While each extended sequence is bracketed by quick shots of the city's neighborhoods, stores, office buildings, and people, most scenes are focused on voices and faces. During meetings, the camera, usually hand-held, will move back and forth from whoever is speaking to close-ups of listeners. Other sequences involve one-to-one interactions, such as a conversation between Mayor Walsh and Michael Curry of the Boston chapter of the N.A.A.C.P.

Meetings are central to the film, and to the filmmaker's work in general, and many are so thoroughly covered that they seem to be unfolding in real time. Told that those sections don't seem edited, Mr. Wiseman replied, "That's the whole point."

"In the editing," he said, "I try to create the illusion that the meeting took place the way you're seeing it. But it didn't."

"Before I start filming, the only thought I have is that if I hang around this place, in this case City Hall, I'll accumulate enough materials out of which I can cut a film. But I have no idea in advance what sequences I'm going to find or what people are going to say or do."

Even when finished shooting, he said, he doesn't know what the structure or themes will be. "The film emerges as a consequence of 10 months of editing," which he does by himself.

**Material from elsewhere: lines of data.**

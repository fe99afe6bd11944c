//! Symbol table — every definition of a run, keyed by qualified name.
//!
//! Registration is last-writer-wins: a second definition with the same
//! qualified name replaces the first and the overwrite is logged at debug
//! level. Lookups follow the file's namespace, its `using namespace`
//! directives, and its namespace aliases.

use std::collections::BTreeSet;
use std::path::{Path, PathBuf};
use std::sync::Arc;

use indexmap::IndexMap;
use serde::Serialize;
use tracing::{debug, trace};

use super::model::{AliasDefinition, ConstantDefinition, SourceFile, TypeDefinition, TypeRef};
use crate::base::{CollectionKind, PrimitiveType};

/// What a field's [`TypeRef`] refers to.
#[derive(Clone, Debug, PartialEq)]
pub enum ResolvedType {
    Primitive(PrimitiveType),
    /// A collection; its element type is resolved separately.
    Collection(CollectionKind),
    Alias(Arc<AliasDefinition>),
    User(Arc<TypeDefinition>),
    Unresolved(Arc<str>),
}

impl ResolvedType {
    pub fn is_resolved(&self) -> bool {
        !matches!(self, ResolvedType::Unresolved(_))
    }
}

/// Counts reported with a validation result.
#[derive(Clone, Copy, Debug, Default, PartialEq, Eq, Serialize)]
pub struct SymbolStatistics {
    pub types: usize,
    pub constants: usize,
    pub aliases: usize,
    pub files: usize,
    pub namespaces: usize,
}

/// Index of files, types, constants, and aliases.
#[derive(Clone, Debug, Default)]
pub struct SymbolTable {
    files: IndexMap<PathBuf, Arc<SourceFile>>,
    types: IndexMap<Arc<str>, Arc<TypeDefinition>>,
    constants: IndexMap<Arc<str>, Arc<ConstantDefinition>>,
    aliases: IndexMap<Arc<str>, Arc<AliasDefinition>>,
}

impl SymbolTable {
    /// Create a new empty table.
    pub fn new() -> Self {
        Self::default()
    }

    // ========================================================================
    // REGISTRATION
    // ========================================================================

    pub fn register_file(&mut self, file: SourceFile) -> Arc<SourceFile> {
        let file = Arc::new(file);
        debug!(file = %file.path.display(), types = file.types.len(), "registered file");
        self.files.insert(file.path.clone(), Arc::clone(&file));
        file
    }

    /// Register every type, constant, and alias of `file`.
    pub fn register_definitions(&mut self, file: &SourceFile) {
        for ty in &file.types {
            self.register_type(Arc::clone(ty));
        }
        for constant in &file.constants {
            self.register_constant(Arc::clone(constant));
        }
        for alias in &file.aliases {
            self.register_alias(Arc::clone(alias));
        }
    }

    pub fn register_type(&mut self, ty: Arc<TypeDefinition>) {
        if let Some(previous) = self.types.insert(Arc::clone(&ty.qualified_name), Arc::clone(&ty)) {
            debug!(
                name = %ty.qualified_name,
                previous = %previous.file.display(),
                current = %ty.file.display(),
                "type definition overwritten"
            );
        }
    }

    pub fn register_constant(&mut self, constant: Arc<ConstantDefinition>) {
        let key = Arc::clone(&constant.qualified_name);
        if self.constants.insert(key, constant).is_some() {
            debug!("constant definition overwritten");
        }
    }

    pub fn register_alias(&mut self, alias: Arc<AliasDefinition>) {
        let key = Arc::clone(&alias.qualified_name);
        if self.aliases.insert(key, alias).is_some() {
            debug!("alias definition overwritten");
        }
    }

    /// Clear all state.
    pub fn clear(&mut self) {
        self.files.clear();
        self.types.clear();
        self.constants.clear();
        self.aliases.clear();
    }

    // ========================================================================
    // LOOKUP
    // ========================================================================

    /// Look up a type as seen from `context`.
    ///
    /// Tries the name as given, then qualified with the context namespace,
    /// then under each `using namespace` target, then with a leading
    /// namespace alias expanded.
    pub fn lookup_type(&self, name: &str, context: &SourceFile) -> Option<Arc<TypeDefinition>> {
        trace!(name, file = %context.path.display(), "lookup type");
        if let Some(found) = self.lookup_in(&self.types, name, context) {
            return Some(found);
        }

        for namespace in &context.using_namespaces {
            if let Some(found) = self.types.get(format!("{namespace}::{name}").as_str()) {
                return Some(Arc::clone(found));
            }
        }

        for (alias, target) in &context.namespace_aliases {
            let Some(rest) = name
                .strip_prefix(alias.as_ref())
                .and_then(|rest| rest.strip_prefix("::"))
            else {
                continue;
            };
            if let Some(found) = self.types.get(format!("{target}::{rest}").as_str()) {
                return Some(Arc::clone(found));
            }
        }

        None
    }

    pub fn lookup_constant(
        &self,
        name: &str,
        context: &SourceFile,
    ) -> Option<Arc<ConstantDefinition>> {
        self.lookup_in(&self.constants, name, context)
    }

    pub fn lookup_alias(&self, name: &str, context: &SourceFile) -> Option<Arc<AliasDefinition>> {
        self.lookup_in(&self.aliases, name, context)
    }

    /// The name as given, then qualified with the context namespace.
    fn lookup_in<T>(
        &self,
        map: &IndexMap<Arc<str>, Arc<T>>,
        name: &str,
        context: &SourceFile,
    ) -> Option<Arc<T>> {
        map.get(name)
            .or_else(|| map.get(context.qualify(name).as_ref()))
            .cloned()
    }

    /// Classify a field type. Collections are not descended into.
    pub fn resolve_type_ref(&self, ty: &TypeRef, context: &SourceFile) -> ResolvedType {
        match ty {
            TypeRef::Primitive(primitive) => ResolvedType::Primitive(*primitive),
            TypeRef::Collection(collection) => ResolvedType::Collection(collection.kind),
            TypeRef::Named(name) => {
                if let Some(definition) = self.lookup_type(name, context) {
                    ResolvedType::User(definition)
                } else if let Some(alias) = self.lookup_alias(name, context) {
                    ResolvedType::Alias(alias)
                } else {
                    ResolvedType::Unresolved(Arc::clone(name))
                }
            }
        }
    }

    // ========================================================================
    // QUERIES
    // ========================================================================

    pub fn type_exists(&self, qualified_name: &str) -> bool {
        self.types.contains_key(qualified_name)
    }

    pub fn get_type(&self, qualified_name: &str) -> Option<&Arc<TypeDefinition>> {
        self.types.get(qualified_name)
    }

    pub fn get_file(&self, path: &Path) -> Option<&Arc<SourceFile>> {
        self.files.get(path)
    }

    /// Registered files in registration order.
    pub fn files(&self) -> impl Iterator<Item = &Arc<SourceFile>> {
        self.files.values()
    }

    pub fn all_types(&self) -> impl Iterator<Item = &Arc<TypeDefinition>> {
        self.types.values()
    }

    /// Types declared in `namespace` or any namespace nested below it.
    pub fn types_in_namespace(&self, namespace: &str) -> Vec<&Arc<TypeDefinition>> {
        let prefix = format!("{namespace}::");
        self.types
            .values()
            .filter(|ty| {
                ty.qualified_name.starts_with(&prefix) || namespace_of(&ty.qualified_name) == namespace
            })
            .collect()
    }

    pub fn types_in_file(&self, path: &Path) -> Vec<&Arc<TypeDefinition>> {
        self.types.values().filter(|ty| ty.file == path).collect()
    }

    /// Distinct namespaces of all registered files, sorted.
    pub fn all_namespaces(&self) -> Vec<Arc<str>> {
        self.files
            .values()
            .map(|file| Arc::clone(&file.namespace))
            .collect::<BTreeSet<_>>()
            .into_iter()
            .collect()
    }

    pub fn statistics(&self) -> SymbolStatistics {
        SymbolStatistics {
            types: self.types.len(),
            constants: self.constants.len(),
            aliases: self.aliases.len(),
            files: self.files.len(),
            namespaces: self.all_namespaces().len(),
        }
    }
}

/// Everything before the last `::`, or the empty root namespace.
fn namespace_of(qualified_name: &str) -> &str {
    qualified_name
        .rfind("::")
        .map_or("", |idx| &qualified_name[..idx])
}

Remarkably, nobody in his films seems aware of the camera. "I've been doing this for over 50 years, and it's very rare that anybody looks at the camera. It's very rare anybody acts for the camera. And it's very rare anybody says no."

It's in his interest that as many people as possible know in advance about the filming, Mr. Wiseman said.

"I make it absolutely clear to the participants how I work, how I edit, where the movie will be shown, etc. In my experience, the kind of people I generally make films about are people who aren't paid attention to in the movie world, so they're pleased that someone is interested in what they're doing."

Because of Covid-19, Mr. Wiseman is between films. "For most of the films I make, I meet lots of people in the course of a day, and it wouldn’t be smart for me or them to do that during the Covid." His doctors have cautioned against flying, so he cannot return to the United States but remains in Paris, where he is working on the script for his next film.

An earlier version and the article in print had the incorrect day for the film. This article has been updated with the correct information.